A shared passion for art brought the baron and the former Spanish beauty queen together. One night off the coast of Sardinia, Baron Heinrich Thyssen-Bornemisza was enduring a tedious party aboard his yacht when Carmen “Tita” Cervera joined him for a game of backgammon. Their conversation soon turned to Paul Gauguin’s Mata Mua and the other masterpieces that the baron had in his extensive collection. Thyssen-Bornemisza had been married four times at that point, but Tita, who became his fifth wife in 1985, was alone in her great appreciation of the art the baron kept in his Swiss villa.

Today, the baron’s collection hangs in Madrid in a restored palace opposite the Prado. This summer, the Carmen Thyssen-Bornemisza Collection, Tita’s own collected works, debuted in two nearby buildings. Though the baron, who died in 2002, had four children, the vast bulk of his collection now belongs to an appreciative public.

By now, we all know that art has a significant investment value. What gives art its greatest value, however, are factors that are both more abstract and intuitive. The stories in the pages that follow trace the early, middle and later stages of an art collecting career, looking at the intricacies and stratagems that underpin the successful establishment of an art legacy.
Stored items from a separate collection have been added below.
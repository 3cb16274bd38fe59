//! Progress events emitted by the Process Executor as a plan runs
//! (§4.10), grounded on the same named-event-constructor style this
//! codebase uses elsewhere for structured execution traces.

use std::collections::VecDeque;
use std::sync::atomic::{AtomicU64, Ordering};
use std::sync::Arc;

use chrono::{DateTime, Utc};
use serde::{Deserialize, Serialize};
use serde_json::Value;
use tokio::sync::{mpsc, Mutex};

/// The kind of lifecycle transition a `ProgressEvent` reports.
#[derive(Debug, Clone, Copy, PartialEq, Eq, Serialize, Deserialize)]
#[serde(rename_all = "snake_case")]
pub enum ProgressEventType {
    PlanStarted,
    StepReady,
    StepStarted,
    StepProgress,
    StepCompleted,
    StepFailed,
    PlanCompleted,
    PlanFailed,
    PlanCancelled,
}

impl ProgressEventType {
    /// Whether this event type ends the stream — no event follows it.
    pub fn is_terminal(&self) -> bool {
        matches!(
            self,
            ProgressEventType::PlanCompleted | ProgressEventType::PlanFailed | ProgressEventType::PlanCancelled
        )
    }
}

/// One entry in a plan's execution trace. `sequence` is gap-free and
/// monotonically increasing within a single tree's stream (§4.10),
/// letting subscribers detect drops.
#[derive(Debug, Clone, Serialize, Deserialize)]
pub struct ProgressEvent {
    pub sequence: u64,
    pub event_type: ProgressEventType,
    #[serde(skip_serializing_if = "Option::is_none")]
    pub step_id: Option<String>,
    #[serde(default)]
    pub payload: Value,
    pub timestamp: DateTime<Utc>,
}

impl ProgressEvent {
    fn new(sequence: u64, event_type: ProgressEventType, step_id: Option<String>, payload: Value) -> Self {
        Self {
            sequence,
            event_type,
            step_id,
            payload,
            timestamp: Utc::now(),
        }
    }
}

const DEFAULT_REPLAY_CAPACITY: usize = 256;
/// Per-subscriber channel depth. A subscriber slower than this blocks
/// `emit` — the producer applies back-pressure rather than dropping
/// events (§4.10).
const SUBSCRIBER_CHANNEL_CAPACITY: usize = 32;

/// Monotonic sequence counter, a bounded replay buffer for subscribers
/// that join mid-plan, and the live fan-out to every subscriber's
/// channel. One instance is owned per process tree execution.
pub struct ProgressSink {
    next_sequence: AtomicU64,
    replay_buffer: Mutex<VecDeque<ProgressEvent>>,
    subscribers: Mutex<Vec<mpsc::Sender<ProgressEvent>>>,
    closed: std::sync::atomic::AtomicBool,
}

impl ProgressSink {
    pub fn new() -> Self {
        Self {
            next_sequence: AtomicU64::new(0),
            replay_buffer: Mutex::new(VecDeque::with_capacity(DEFAULT_REPLAY_CAPACITY)),
            subscribers: Mutex::new(Vec::new()),
            closed: std::sync::atomic::AtomicBool::new(false),
        }
    }

    async fn emit(&self, event_type: ProgressEventType, step_id: Option<String>, payload: Value) {
        let sequence = self.next_sequence.fetch_add(1, Ordering::SeqCst);
        let event = ProgressEvent::new(sequence, event_type, step_id, payload);

        {
            let mut buffer = self.replay_buffer.lock().await;
            if buffer.len() == DEFAULT_REPLAY_CAPACITY {
                buffer.pop_front();
            }
            buffer.push_back(event.clone());
        }

        // Awaits each subscriber's bounded channel in turn, so a slow
        // subscriber stalls subsequent emits rather than losing events.
        let mut subscribers = self.subscribers.lock().await;
        let mut still_open = Vec::with_capacity(subscribers.len());
        for sender in subscribers.drain(..) {
            if sender.send(event.clone()).await.is_ok() {
                still_open.push(sender);
            }
        }
        *subscribers = still_open;

        if event_type.is_terminal() {
            self.closed.store(true, Ordering::SeqCst);
            subscribers.clear();
        }
    }

    pub async fn plan_started(&self) {
        self.emit(ProgressEventType::PlanStarted, None, Value::Null).await;
    }

    pub async fn step_ready(&self, step_id: impl Into<String>) {
        self.emit(ProgressEventType::StepReady, Some(step_id.into()), Value::Null).await;
    }

    pub async fn step_started(&self, step_id: impl Into<String>) {
        self.emit(ProgressEventType::StepStarted, Some(step_id.into()), Value::Null).await;
    }

    pub async fn step_progress(&self, step_id: impl Into<String>, payload: Value) {
        self.emit(ProgressEventType::StepProgress, Some(step_id.into()), payload).await;
    }

    pub async fn step_completed(&self, step_id: impl Into<String>, payload: Value) {
        self.emit(ProgressEventType::StepCompleted, Some(step_id.into()), payload).await;
    }

    pub async fn step_failed(&self, step_id: impl Into<String>, reason: impl Into<String>) {
        self.emit(ProgressEventType::StepFailed, Some(step_id.into()), Value::String(reason.into()))
            .await;
    }

    pub async fn plan_completed(&self, payload: Value) {
        self.emit(ProgressEventType::PlanCompleted, None, payload).await;
    }

    pub async fn plan_failed(&self, reason: impl Into<String>) {
        self.emit(ProgressEventType::PlanFailed, None, Value::String(reason.into())).await;
    }

    pub async fn plan_cancelled(&self) {
        self.emit(ProgressEventType::PlanCancelled, None, Value::Null).await;
    }

    /// A new subscriber receives the replay buffer first, then live
    /// events, so a late joiner doesn't miss the plan's early history.
    pub async fn subscribe(self: &Arc<Self>) -> ProgressStream {
        let replayed: Vec<ProgressEvent> = self.replay_buffer.lock().await.iter().cloned().collect();
        let (sender, receiver) = mpsc::channel(SUBSCRIBER_CHANNEL_CAPACITY);
        if !self.closed.load(Ordering::SeqCst) {
            self.subscribers.lock().await.push(sender);
        }
        ProgressStream {
            replayed: replayed.into(),
            receiver,
        }
    }
}

impl Default for ProgressSink {
    fn default() -> Self {
        Self::new()
    }
}

/// A subscriber's view of a plan's event stream: first the replayed
/// backlog, then live events as they're emitted.
pub struct ProgressStream {
    replayed: VecDeque<ProgressEvent>,
    receiver: mpsc::Receiver<ProgressEvent>,
}

impl ProgressStream {
    /// Returns `None` once the sink has emitted its terminal event and
    /// all buffered events have been drained.
    pub async fn next(&mut self) -> Option<ProgressEvent> {
        if let Some(event) = self.replayed.pop_front() {
            return Some(event);
        }
        self.receiver.recv().await
    }
}

#[cfg(test)]
mod tests {
    use super::*;

    #[tokio::test]
    async fn sequence_numbers_are_gap_free_and_monotonic() {
        let sink = ProgressSink::new();
        sink.plan_started().await;
        sink.step_ready("s1").await;
        sink.step_started("s1").await;
        let buffer = sink.replay_buffer.lock().await;
        let sequences: Vec<u64> = buffer.iter().map(|e| e.sequence).collect();
        assert_eq!(sequences, vec![0, 1, 2]);
    }

    #[tokio::test]
    async fn subscriber_receives_replayed_then_live_events() {
        let sink = Arc::new(ProgressSink::new());
        sink.plan_started().await;
        let mut stream = sink.subscribe().await;
        sink.step_ready("s1").await;

        let first = stream.next().await.unwrap();
        assert_eq!(first.event_type, ProgressEventType::PlanStarted);
        let second = stream.next().await.unwrap();
        assert_eq!(second.event_type, ProgressEventType::StepReady);
    }

    #[tokio::test]
    async fn stream_closes_after_terminal_event() {
        let sink = Arc::new(ProgressSink::new());
        let mut stream = sink.subscribe().await;
        sink.plan_started().await;
        sink.plan_completed(Value::Null).await;

        assert_eq!(stream.next().await.unwrap().event_type, ProgressEventType::PlanStarted);
        assert_eq!(stream.next().await.unwrap().event_type, ProgressEventType::PlanCompleted);
        assert!(stream.next().await.is_none());
    }

    #[tokio::test]
    async fn replay_buffer_caps_at_capacity() {
        let sink = ProgressSink::new();
        for i in 0..(DEFAULT_REPLAY_CAPACITY + 10) {
            sink.step_progress(format!("s{i}"), Value::Null).await;
        }
        let buffer = sink.replay_buffer.lock().await;
        assert_eq!(buffer.len(), DEFAULT_REPLAY_CAPACITY);
    }
}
Whether this becomes one of our family’s birthrights, handed down from generation to generation, depends, of course, on the family in question, and whether our legatees share our aesthetic passions. It might otherwise find its way to a museum, or back onto the market. Ultimately, however, nearly all art worth preserving belongs to the ages, and can be made available for a wide audience to enjoy.